11. ID.; ID.; ID.; PETITIONER JUDGE IN INSTANT CASE SHOULD INHIBIT HIMSELF. — While technically the law firm headed by former Senator Quintin Paredes was not the counsel of record in the malicious mischief case, and petitioner judge thus ruled that he was not disqualified by reason of relationship to counsel, it is nevertheless admitted that said law firm was the counsel of petitioner Villegas during the preliminary investigation in the fiscal’s office, but withdrew from the case when it was assigned by raffle to the branch presided by petitioner judge. On the other hand, respondents assert that said law firm "is the retained and continuing private counsel and/or lawyer’s" of petitioner Villegas, mentioning among the pending cases handled by it for said petitioner, the preliminary investigation of a libel case filed also by respondent Padilla against him.
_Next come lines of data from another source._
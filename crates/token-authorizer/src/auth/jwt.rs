//! Token verifier.
//!
//! Verifies a bearer token against the key set published at a caller-supplied
//! endpoint and returns the verified header and claims.
//!
//! # Security Checks
//!
//! 1. Size and shape check - all three segments must decode before anything else
//! 2. `kid` must be present in the header
//! 3. Key set is resolved and the key looked up by `kid`
//! 4. Header `alg` must be allow-listed and match the key's type and published
//!    algorithm (algorithm-confusion defense), then the signature is verified
//! 5. `exp`, `nbf`, `iat`, and optionally `iss` and `token_use` are checked
//!
//! Every failure after step 3 is reported as an invalid token; the specific
//! check is kept in the error's source for logging.

use crate::auth::claims::{Claims, ParsedToken, TokenHeader};
use crate::auth::jwks::{Jwk, KeySetSource};
use crate::errors::{ClaimError, KeyResolutionError, SignatureError, ValidationError};
use common::jwt::{
    decode_unverified, validate_exp_at, validate_iat_at, validate_nbf_at, JwtValidationError,
    DEFAULT_CLOCK_SKEW,
};
use jsonwebtoken::errors::ErrorKind;
use jsonwebtoken::{decode, decode_header, Algorithm, DecodingKey, Validation};
use std::str::FromStr;
use std::sync::Arc;
use std::time::Duration;
use tracing::instrument;

/// Which tokens the verifier accepts beyond a valid signature.
#[derive(Debug, Clone, PartialEq, Eq)]
pub struct VerificationPolicy {
    /// Algorithms a token header may declare. HMAC algorithms never verify.
    pub allowed_algorithms: Vec<Algorithm>,

    /// Clock skew tolerance for the `iat` claim.
    pub clock_skew: Duration,

    /// Required `iss` value, if any.
    pub expected_issuer: Option<String>,

    /// Required `token_use` value, if any.
    pub required_token_use: Option<String>,
}

impl Default for VerificationPolicy {
    fn default() -> Self {
        Self {
            allowed_algorithms: vec![Algorithm::RS256],
            clock_skew: DEFAULT_CLOCK_SKEW,
            expected_issuer: None,
            required_token_use: None,
        }
    }
}

/// JWT verifier backed by a key set source.
pub struct TokenVerifier {
    key_source: Arc<dyn KeySetSource>,
    policy: VerificationPolicy,
}

impl TokenVerifier {
    /// Create a new verifier.
    ///
    /// # Arguments
    ///
    /// * `key_source` - Where key sets are fetched from (possibly cached)
    /// * `policy` - Algorithm allow-list and claim requirements
    pub fn new(key_source: Arc<dyn KeySetSource>, policy: VerificationPolicy) -> Self {
        Self { key_source, policy }
    }

    pub fn policy(&self) -> &VerificationPolicy {
        &self.policy
    }

    /// Verify a token against the key set at `endpoint`.
    ///
    /// # Errors
    ///
    /// `KeyResolution` if the key set cannot be fetched or parsed; `InvalidToken`
    /// for every other failure.
    #[instrument(skip_all)]
    pub async fn verify(&self, token: &str, endpoint: &str) -> Result<ParsedToken, ValidationError> {
        self.verify_at(token, endpoint, chrono::Utc::now().timestamp())
            .await
    }

    /// Verification against an explicit `now` (Unix epoch seconds).
    pub(crate) async fn verify_at(
        &self,
        token: &str,
        endpoint: &str,
        now: i64,
    ) -> Result<ParsedToken, ValidationError> {
        // 1. Decode segments without trusting them
        let unverified = decode_unverified(token)?;

        // 2. Key ID selects the key
        let kid = unverified.header.kid.ok_or_else(|| {
            tracing::debug!(target: "authorizer.jwt", "Token header has no kid");
            JwtValidationError::MissingKid
        })?;

        // 3. Resolve the signing key
        let jwk = self.resolve_key(&kid, endpoint).await?;

        // 4. Algorithm policy, then signature
        let alg = check_algorithm(&unverified.header.alg, &jwk, &self.policy.allowed_algorithms)
            .inspect_err(|e| {
                tracing::warn!(target: "authorizer.jwt", kid = %kid, error = %e, "Token algorithm rejected");
            })?;
        let decoding_key = decoding_key(&jwk, alg)?;
        let claims = verify_signature(token, &decoding_key, alg)?;

        // 5. Claims
        check_claims(&claims, &self.policy, now).inspect_err(|e| {
            tracing::debug!(target: "authorizer.jwt", error = %e, "Token claims rejected");
        })?;

        tracing::debug!(target: "authorizer.jwt", kid = %kid, "Token verified");
        Ok(ParsedToken {
            header: TokenHeader {
                alg,
                kid,
                typ: unverified.header.typ,
            },
            claims,
        })
    }

    /// Fetch the key set and find `kid`, allowing the source one refetch on a miss.
    async fn resolve_key(&self, kid: &str, endpoint: &str) -> Result<Jwk, KeyResolutionError> {
        let key_set = self.key_source.fetch_key_set(endpoint).await?;
        if let Ok(jwk) = key_set.lookup(kid) {
            return Ok(jwk.clone());
        }

        let found = match self.key_source.refetch_on_miss(endpoint).await? {
            Some(refreshed) => refreshed.lookup(kid).cloned(),
            None => key_set.lookup(kid).cloned(),
        };

        found.inspect_err(|_| {
            tracing::warn!(target: "authorizer.jwt", kid = %kid, "Key not found in JWKS");
        })
    }
}

/// Key type a JWK must have to verify `alg`.
fn required_key_type(alg: Algorithm) -> Option<&'static str> {
    match alg {
        Algorithm::RS256
        | Algorithm::RS384
        | Algorithm::RS512
        | Algorithm::PS256
        | Algorithm::PS384
        | Algorithm::PS512 => Some("RSA"),
        Algorithm::ES256 | Algorithm::ES384 => Some("EC"),
        Algorithm::EdDSA => Some("OKP"),
        Algorithm::HS256 | Algorithm::HS384 | Algorithm::HS512 => None,
    }
}

/// Decide which algorithm to verify with.
///
/// The header's claim is only accepted when it is allow-listed, asymmetric,
/// matches the key type, and matches the algorithm the key was published for.
fn check_algorithm(
    header_alg: &str,
    jwk: &Jwk,
    allowed: &[Algorithm],
) -> Result<Algorithm, SignatureError> {
    let alg = Algorithm::from_str(header_alg)
        .map_err(|_| SignatureError::UnsupportedAlgorithm(header_alg.to_string()))?;

    if !allowed.contains(&alg) {
        return Err(SignatureError::AlgorithmNotAllowed(alg));
    }

    let kty = required_key_type(alg).ok_or(SignatureError::AlgorithmNotAllowed(alg))?;
    if jwk.kty != kty {
        return Err(SignatureError::KeyTypeMismatch {
            alg,
            kty: jwk.kty.clone(),
        });
    }

    if let Some(key_alg) = &jwk.alg {
        if key_alg != header_alg {
            return Err(SignatureError::KeyAlgorithmMismatch {
                alg,
                key_alg: key_alg.clone(),
            });
        }
    }

    if let Some(key_use) = &jwk.key_use {
        if key_use != "sig" {
            return Err(SignatureError::InvalidKeyMaterial(format!(
                "key use is {key_use:?}, not \"sig\""
            )));
        }
    }

    Ok(alg)
}

/// Build a verification key from the JWK's public components.
fn decoding_key(jwk: &Jwk, alg: Algorithm) -> Result<DecodingKey, SignatureError> {
    let missing = |field: &str| {
        tracing::error!(target: "authorizer.jwt", kid = %jwk.kid, field = field, "JWK missing key component");
        SignatureError::InvalidKeyMaterial(format!("JWK has no {field}"))
    };
    let invalid = |e: jsonwebtoken::errors::Error| {
        tracing::error!(target: "authorizer.jwt", kid = %jwk.kid, error = %e, "Invalid JWK key material");
        SignatureError::InvalidKeyMaterial(e.to_string())
    };

    match required_key_type(alg) {
        Some("RSA") => {
            let n = jwk.n.as_deref().ok_or_else(|| missing("n"))?;
            let e = jwk.e.as_deref().ok_or_else(|| missing("e"))?;
            DecodingKey::from_rsa_components(n, e).map_err(invalid)
        }
        Some("OKP") => {
            if let Some(crv) = jwk.crv.as_deref().filter(|crv| *crv != "Ed25519") {
                return Err(SignatureError::InvalidKeyMaterial(format!(
                    "unsupported OKP curve {crv:?}"
                )));
            }
            let x = jwk.x.as_deref().ok_or_else(|| missing("x"))?;
            DecodingKey::from_ed_components(x).map_err(invalid)
        }
        Some("EC") => {
            let x = jwk.x.as_deref().ok_or_else(|| missing("x"))?;
            let y = jwk.y.as_deref().ok_or_else(|| missing("y"))?;
            DecodingKey::from_ec_components(x, y).map_err(invalid)
        }
        _ => Err(SignatureError::AlgorithmNotAllowed(alg)),
    }
}

/// Verify the signature and decode the claim set.
///
/// The library's own temporal checks are disabled; [`check_claims`] owns them.
fn verify_signature(
    token: &str,
    key: &DecodingKey,
    alg: Algorithm,
) -> Result<Claims, ValidationError> {
    let mut validation = Validation::new(alg);
    validation.validate_exp = false;
    validation.validate_nbf = false;
    validation.validate_aud = false;
    validation.required_spec_claims.clear();

    let token_data = decode::<Claims>(token, key, &validation).map_err(|e| {
        tracing::debug!(target: "authorizer.jwt", error = %e, "Token verification failed");
        match e.kind() {
            ErrorKind::InvalidSignature => ValidationError::from(SignatureError::Mismatch),
            ErrorKind::InvalidRsaKey(_) | ErrorKind::InvalidEcdsaKey | ErrorKind::InvalidKeyFormat => {
                ValidationError::from(SignatureError::InvalidKeyMaterial(e.to_string()))
            }
            // The header is decoded again before the signature check; a field
            // of the wrong type there is a structural fault, not a claim fault
            ErrorKind::Json(_) | ErrorKind::Utf8(_) | ErrorKind::Base64(_)
                if decode_header(token).is_err() =>
            {
                ValidationError::from(JwtValidationError::MalformedToken(
                    "header fields have the wrong type",
                ))
            }
            ErrorKind::Json(_) | ErrorKind::Utf8(_) | ErrorKind::Base64(_) => {
                ValidationError::from(ClaimError::Malformed(e.to_string()))
            }
            _ => ValidationError::from(SignatureError::Crypto(e.to_string())),
        }
    })?;

    Ok(token_data.claims)
}

/// Temporal and provider-specific claim checks.
fn check_claims(claims: &Claims, policy: &VerificationPolicy, now: i64) -> Result<(), ClaimError> {
    validate_exp_at(claims.exp, now)?;
    validate_nbf_at(claims.nbf, now)?;
    if let Some(iat) = claims.iat {
        validate_iat_at(iat, policy.clock_skew, now)?;
    }

    if let Some(expected) = &policy.expected_issuer {
        if claims.iss.as_ref() != Some(expected) {
            return Err(ClaimError::IssuerMismatch {
                expected: expected.clone(),
                actual: claims.iss.clone(),
            });
        }
    }

    if let Some(expected) = &policy.required_token_use {
        if claims.token_use.as_ref() != Some(expected) {
            return Err(ClaimError::TokenUseMismatch {
                expected: expected.clone(),
                actual: claims.token_use.clone(),
            });
        }
    }

    Ok(())
}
Without in any way casting any reflection on the fairness and integrity of petitioner judge, but considering the circumstances of the case and that the City Court of Manila has several other branches to whom the case may be reassigned by raffle, it is the Court’s view that it is in the best interests of justice if petitioner judge should inhibit himself from proceeding with the hearing of the case.


D E C I S I O N


TEEHANKEE, J.:


In this appeal by certiorari from the decision of the Court of Appeals dismissing a petition for certiorari and prohibition, we rule in affirmance of the appellate court’s decision, that the restrictive provision in Section 2 of Rule 137 of the Rules of Court against appeal or stay of the proceedings when the trial judge denies a motion to disqualify himself and rules in favor of his own competency, does not apply in criminal cases where such disqualification is sought by the prosecution or offended party.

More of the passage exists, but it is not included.